Rather than denying the importance of the crucifixion, the essays in this book locate this event within the bigger contexts of the incarnation and the relational dynamics of the Old and, in analogous ways, the New Covenant. Hebrews in particular attests an understanding of Jesus’s atoning work that places as much, if not more, emphasis on the ongoing high-priestly work of the incarnate Son before the Father in the heavenly holy of holies. This broader approach highlights afresh the importance of Jesus’s ascension to the Father and his perpetual work of intercession in the heavenly tabernacle. This is one essential way in which he now atones for his brothers and sisters. Moreover, as some of these essays demonstrate, the recognition that Jesus’s ongoing intercession is as essential to accomplishing salvation as was his death (and resurrection, and ascension) is as much a task of recovering elements of past theological reflection as it is of offering fresh, biblical interpretation. 

This larger scope on the full sweep of the Son’s incarnation not only recovers the significance of Jesus’s ongoing intercession for his siblings, it also exposes some common misconceptions about sacrifice that often go unnoticed in modern conceptions of the practice. Consider just one way in which we today misconstrue sacrifice. Many of us take as fact that in Jerusalem the central act of sacrifice occurred when a priest put an animal on the temple’s main altar and killed it. Everything revolved around this central event. The notion is reinforced by online videos, paintings, and pictures that depict animals bound and bleeding on an altar. Yet this common conception is factually wrong. No animals were slaughtered on any of the altars at the temple in Jerusalem. The focal point of sacrifice was not the slaughter of the animal, but its conveyance by a priest as a gift into God’s presence in his temple. 

And this emphasis on moving into God’s presence is precisely the direction and focus of the Son’s travel in Hebrews, which presses us to see the ascended Jesus now working for us before the Father in the heavenly tabernacle. Observations like this not only help us read texts like Leviticus more carefully, they also indicate the extent to which early Christians were far better versed in the logics and practices of Jewish sacrifice than many of us are today. Hebrews is often thought to be thoroughly dismissive of Jewish sacrifice. Yet, a recovery of the importance of Jesus’s resurrection and ascension to the heavenly altar as high priest suggests instead that this early Christian writer finds numerous analogies and patterns in Jewish scriptures and practices such as sacrifice that align with and even inform how he constructively reflects on who Jesus is and what Jesus does to save his people.

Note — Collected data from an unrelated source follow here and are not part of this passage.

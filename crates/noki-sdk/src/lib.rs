//! # Noki SDK
//!
//! Noki 机器人头部舵机运动控制的统一入口，重新导出：
//! - [`motion`]：轨迹控制器、限位、指标（核心 API）
//! - [`pwm`]：硬件抽象层（PCA9685 适配器、mock 驱动）
//!
//! # 快速开始
//!
//! ```no_run
//! use noki_sdk::prelude::*;
//! use std::time::Duration;
//!
//! # fn main() -> Result<(), Box<dyn std::error::Error>> {
//! noki_sdk::init_tracing();
//!
//! let driver = Pca9685Driver::open_default()?;
//! let controller = ServoController::builder().build(driver)?;
//!
//! controller.move_to(&[(0, Some(80.0)), (3, Some(20.0))], Duration::from_secs(1))?;
//! controller.center_all(Duration::from_secs(2))?;
//! controller.stop();
//! # Ok(())
//! # }
//! ```

pub use noki_motion as motion;
pub use noki_pwm as pwm;

// 常用类型平铺导出
pub use noki_motion::{
    ControllerBuilder, Limit, MetricsSnapshot, MotionError, ServoController, Trajectory,
    default_limits,
};
pub use noki_pwm::{PwmError, ServoDriver};

/// 常用类型预导入
pub mod prelude {
    pub use crate::{ControllerBuilder, Limit, MotionError, ServoController, ServoDriver};

    #[cfg(target_os = "linux")]
    pub use noki_pwm::Pca9685Driver;

    #[cfg(feature = "mock")]
    pub use noki_pwm::{MockHandle, MockServoDriver};
}

/// 初始化 tracing 订阅者
///
/// - 过滤级别来自 `RUST_LOG`，缺省 `info`
/// - 通过 `tracing-log` 桥接 `log` 宏产生的记录
///
/// 重复调用是无害的（后续调用不覆盖已安装的全局订阅者）。
pub fn init_tracing() {
    use tracing_subscriber::EnvFilter;

    let filter = EnvFilter::try_from_default_env().unwrap_or_else(|_| EnvFilter::new("info"));

    let _ = tracing_log::LogTracer::init();
    let _ = tracing_subscriber::fmt().with_env_filter(filter).try_init();
}

#[cfg(test)]
mod tests {
    #[test]
    fn test_init_tracing_is_idempotent() {
        super::init_tracing();
        super::init_tracing();
    }

    #[test]
    fn test_reexports_resolve() {
        // 平铺导出和模块导出指向同一类型
        let limit: crate::Limit = crate::motion::Limit::new(0.0, 180.0, 90.0, "sway");
        assert_eq!(limit.clamp(200.0), 180.0);
    }
}
//! 回中命令

use anyhow::Result;
use clap::Args;
use noki_sdk::ServoController;
use std::time::Duration;

/// 回中命令参数
#[derive(Args, Debug)]
pub struct CenterCommand {
    /// 运动时长（秒）
    #[arg(short, long, default_value_t = 1.0)]
    pub duration: f64,
}

impl CenterCommand {
    pub fn execute(self, controller: &ServoController) -> Result<()> {
        let duration = if self.duration > 0.0 {
            Duration::from_secs_f64(self.duration)
        } else {
            Duration::ZERO
        };

        controller.center_all(duration)?;
        std::thread::sleep(duration + controller.tick_interval() * 2);

        println!("angles: {:?}", controller.get_angles());
        controller.stop();
        Ok(())
    }
}
//! 命令定义和实现

pub mod center;
pub mod config;
pub mod demo;
pub mod r#move;
pub mod status;

pub use center::CenterCommand;
pub use config::ConfigCommand;
pub use demo::DemoCommand;
pub use r#move::MoveCommand;
pub use status::StatusCommand;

Rethinking the Atonement does not intend to endorse (or deny) any one of the many theories of atonement on offer today. These essays seek instead to expand the category of atonement in ways that move beyond one of the common assumptions shared by many of these theories—the view that Jesus’s death is the sum-total of his sacrifice and the sum-total of his atoning work. Such an account diminishes the incarnation. We do better to think more broadly about who Jesus was, is, and is to come, and what he did, does, and will do to save his people from their sins.